‘First step’ for Calcutta project Rs 40 crore to kickstart science scheme
New Delhi, Feb. 28: A mega science project planned in a Calcutta laboratory will get a kickstart fund of Rs 40 crore this year, under proposals for new science and technology initiatives outlined by the Union budget for 2013-14.
The budget has earmarked Rs 40 crore for the first phase of a giant electron accelerating machine that Calcutta’s Saha Institute of Nuclear Physics (SINP) plans to build in Bengal over the next 10 years at an estimated cost of Rs 5,550 crore.
The machine, called the Indian Synchrotron for Materials and Energy Research (Ismer), is intended to serve as a reservoir of high-energy electrons for studies in advanced materials and biological sciences.
Researchers say only four other synchrotrons, in France, Germany, Japan and the US, are comparable to the one proposed to be built in Bengal.
“This (the proposed 2013-14 budget outlay) is the first major step that will allow us to initiate preparatory activities such as capacity building,” Milan Sanyal, director, SINP, told The Telegraph.
Sanyal said the Bengal government had offered the SINP four candidate sites, each about 100 acres, near Kalyani, Birbhum, Bankura and Purulia for a second SINP campus where the Ismer will be built. He said the state government had asked the SINP to depute four faculty members who would examine each of the four sites along with state government officials.
The SINP plans to support training of Indian scientists and engineers at similar synchrotron facilities in Europe and the US as part of its capacity-building activities. It will also design and fabricate small components of Ismer and test them in the foreign synchrotron laboratories, Sanyal said.
The Ismer, described as a “high energy, high brilliance third-generation electron synchrotron”, will have a beam circumference of about 1,490 metres and is intended to serve as a facility for national and international scientists.
Synchrotrons are used for research on advanced materials and have applications across myriad domains — from engineering to biomedical research.
The 2013-14 budget has also earmarked Rs 100 crore for activities towards developing and using petaflop supercomputers, number-crunching machines that can perform a thousand trillion operations per second. One trillion is equal to a thousand billion.
Dozens of academic research groups across the country are likely to be involved in this project that will seek to establish India’s capacity in applying petaflop machines in science and technology, science secretary T. Ramasami said.

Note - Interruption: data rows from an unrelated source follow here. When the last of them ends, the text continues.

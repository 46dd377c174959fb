//! Best-first search over track orderings.
//!
//! A state is an ordered prefix of tracks. Its priority is the sum of the
//! transition scores along the prefix plus an optimistic estimate for the
//! positions still open: the best incoming edge of each remaining track,
//! taking the highest few. That estimate never undershoots, so with an
//! unbounded frontier the first complete ordering popped is optimal.
//! `SearchConfig` bounds the frontier width and the number of expansions
//! to keep large pools tractable.

pub mod frontier;
pub mod pairs;

use std::collections::{HashMap, HashSet};

use thiserror::Error;

use crate::config::{EngineConfig, SearchConfig};
use crate::mixpoints::{MixPlan, plan};
use crate::session::{Session, assemble};
use crate::track::Track;

use frontier::{Frontier, SequenceNode};
use pairs::PairTable;

/// Requests that cannot produce any session.
#[derive(Error, Debug, Clone, PartialEq, Eq)]
pub enum InputError {
    #[error("no tracks supplied")]
    NoTracks,

    #[error("target length must be at least 1 (got {0})")]
    InvalidTargetLength(usize),

    #[error("start track not in pool: {0}")]
    UnknownStartTrack(String),
}

/// Validate the request, then search. Tracks without an entry in `plans`
/// are planned here. Timing data should be in ascending order, as
/// `Track::normalize` leaves it.
pub fn find_optimal_sequence(
    tracks: &[Track],
    plans: &HashMap<String, MixPlan>,
    target_length: usize,
    start_track_id: Option<&str>,
    cfg: &EngineConfig,
) -> Result<Session, InputError> {
    if tracks.is_empty() {
        return Err(InputError::NoTracks);
    }
    if target_length == 0 {
        return Err(InputError::InvalidTargetLength(target_length));
    }
    if let Some(id) = start_track_id {
        if !tracks.iter().any(|t| t.id == id) {
            return Err(InputError::UnknownStartTrack(id.to_string()));
        }
    }

    Ok(search(tracks, plans, target_length, start_track_id, cfg))
}

/// Order up to `target_length` tracks from the pool for the best total
/// transition score. Degraded input yields warnings rather than errors: an
/// empty pool gives an empty session, and an unknown start id is ignored.
pub fn search(
    tracks: &[Track],
    plans: &HashMap<String, MixPlan>,
    target_length: usize,
    start_track_id: Option<&str>,
    cfg: &EngineConfig,
) -> Session {
    let mut warnings = Vec::new();

    let mut seen = HashSet::new();
    let mut pool: Vec<&Track> = Vec::with_capacity(tracks.len());
    for track in tracks {
        if seen.insert(track.id.as_str()) {
            pool.push(track);
        } else {
            let msg = format!("duplicate track id {} ignored", track.id);
            log::warn!("{}", msg);
            warnings.push(msg);
        }
    }

    if pool.is_empty() {
        let msg = "no tracks in pool; session is empty".to_string();
        log::warn!("{}", msg);
        warnings.push(msg);
        return Session::empty(warnings);
    }
    if target_length == 0 {
        let msg = "target length 0 requested; session is empty".to_string();
        log::warn!("{}", msg);
        warnings.push(msg);
        return Session::empty(warnings);
    }

    let mut target = target_length;
    if target > pool.len() {
        let msg = format!(
            "requested {} tracks but only {} distinct tracks available; session shortened",
            target,
            pool.len()
        );
        log::warn!("{}", msg);
        warnings.push(msg);
        target = pool.len();
    }

    let start = match start_track_id {
        Some(id) => match pool.iter().position(|t| t.id == id) {
            Some(idx) => Some(idx),
            None => {
                let msg = format!("start track {id} not in pool; ignoring start constraint");
                log::warn!("{}", msg);
                warnings.push(msg);
                None
            }
        },
        None => None,
    };

    let resolved = resolve_plans(&pool, plans, cfg);
    let pairs = PairTable::build(&pool, &resolved, &cfg.scoring);
    let outcome = run(&pairs, target, start, cfg.scoring.min_viable_score, &cfg.search);

    log::info!(
        "Search finished: {} tracks from a pool of {}, {} expansions, {} states pruned",
        outcome.order.len(),
        pool.len(),
        outcome.expansions,
        outcome.pruned
    );
    if outcome.budget_exhausted {
        let msg = format!(
            "search budget of {} expansions exhausted; completed greedily, result may be sub-optimal",
            cfg.search.max_expansions
        );
        log::warn!("{}", msg);
        warnings.push(msg);
    }

    assemble(&pool, &outcome.order, &pairs, warnings)
}

/// Supplied plans in pool order. Missing or empty plans are recomputed so
/// every pair has at least one candidate.
fn resolve_plans(pool: &[&Track], plans: &HashMap<String, MixPlan>, cfg: &EngineConfig) -> Vec<MixPlan> {
    pool.iter()
        .map(|track| match plans.get(&track.id) {
            Some(p) if !p.exits.is_empty() && !p.entries.is_empty() => p.clone(),
            Some(_) => {
                log::debug!("Plan for {} has no exits or entries, replanning", track.id);
                plan(track, &cfg.planner)
            }
            None => {
                log::debug!("No plan supplied for {}, planning", track.id);
                plan(track, &cfg.planner)
            }
        })
        .collect()
}

struct SearchOutcome {
    order: Vec<usize>,
    expansions: usize,
    pruned: usize,
    budget_exhausted: bool,
}

fn run(
    pairs: &PairTable,
    target: usize,
    start: Option<usize>,
    min_viable: f64,
    cfg: &SearchConfig,
) -> SearchOutcome {
    let n = pairs.len();
    let mut frontier = Frontier::new(cfg.frontier_width);

    let seeds: Vec<usize> = match start {
        Some(s) => vec![s],
        None => (0..n).collect(),
    };
    for &seed in &seeds {
        let mut root = SequenceNode::root(seed, n);
        root.priority = estimate(&root, pairs, target);
        frontier.push(root);
    }
    frontier.prune();

    let mut expansions = 0usize;
    while let Some(node) = frontier.pop() {
        if node.order.len() >= target {
            return SearchOutcome {
                order: node.order,
                expansions,
                pruned: frontier.pruned(),
                budget_exhausted: false,
            };
        }

        if expansions >= cfg.max_expansions {
            return SearchOutcome {
                order: complete_greedily(node, pairs, target, min_viable),
                expansions,
                pruned: frontier.pruned(),
                budget_exhausted: true,
            };
        }
        expansions += 1;

        for (next, edge) in successors(&node, pairs, min_viable) {
            let mut child = node.child(next, edge);
            child.priority = estimate(&child, pairs, target);
            frontier.push(child);
        }
        frontier.prune();
    }

    // Every non-goal state has at least one child while target <= n, so the
    // frontier only drains if that invariant is broken. Fall back to a greedy
    // walk from the first seed rather than return nothing.
    log::warn!("Search frontier drained before reaching a full ordering");
    let root = SequenceNode::root(seeds.first().copied().unwrap_or(0), n);
    SearchOutcome {
        order: complete_greedily(root, pairs, target, min_viable),
        expansions,
        pruned: frontier.pruned(),
        budget_exhausted: false,
    }
}

/// Accumulated score plus the sum of the best incoming edges of the
/// highest-valued remaining tracks, one per open position.
fn estimate(node: &SequenceNode, pairs: &PairTable, target: usize) -> f64 {
    let open = target.saturating_sub(node.order.len());
    if open == 0 {
        return node.score;
    }
    let mut bounds: Vec<f64> = node.remaining.iter().map(|&j| pairs.best_incoming(j)).collect();
    bounds.sort_unstable_by(|a, b| b.total_cmp(a));
    node.score + bounds.iter().take(open).sum::<f64>()
}

/// Viable continuations of `node`. If none clear the threshold, the single
/// least-bad continuation so the search always makes progress.
fn successors(node: &SequenceNode, pairs: &PairTable, min_viable: f64) -> Vec<(usize, f64)> {
    let last = node.last();
    let scored: Vec<(usize, f64)> = node
        .remaining
        .iter()
        .map(|&j| (j, pairs.score(last, j)))
        .collect();

    let viable: Vec<(usize, f64)> = scored
        .iter()
        .copied()
        .filter(|&(_, s)| s >= min_viable)
        .collect();
    if !viable.is_empty() {
        return viable;
    }

    best_of(&scored).into_iter().collect()
}

/// Highest score, lowest index on ties.
fn best_of(scored: &[(usize, f64)]) -> Option<(usize, f64)> {
    scored.iter().copied().fold(None, |best, cur| match best {
        Some(b) if b.1 >= cur.1 => Some(b),
        _ => Some(cur),
    })
}

fn complete_greedily(mut node: SequenceNode, pairs: &PairTable, target: usize, min_viable: f64) -> Vec<usize> {
    while node.order.len() < target {
        let Some((next, edge)) = best_of(&successors(&node, pairs, min_viable)) else {
            break;
        };
        node = node.child(next, edge);
    }
    node.order
}
pub mod config;
pub mod mixpoints;
pub mod scoring;
pub mod sequence;
pub mod session;
pub mod track;

/// Application name for XDG paths
pub const APP_NAME: &str = "mixplan";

India’s fastest supercomputer in a Bangalore laboratory now crunches data at about 300 teraflops — a trillion operations per second.
In his budget speech, finance minister P. Chidambaram also announced a Rs 200-crore outlay for the National Innovation Council to fund and scale up innovative ideas from science and technology for “the common man”.
“We have solutions for water-related problems, medical diagnosis and food processing,” Ramasami said. “This fund will be used to either refine ideas or to scale them up for applications wherever they’re needed across the country.”
The increase in the 2013-14 budget outlays from the previous year for scientific departments ranges from 49 per cent for the atomic energy department and 39 per cent for the space department to 14 per cent for biotechnology.
Science policymakers said they had to trim their budgets last year because of lack of resources and the increases this year would allow them to initiate projects they held back.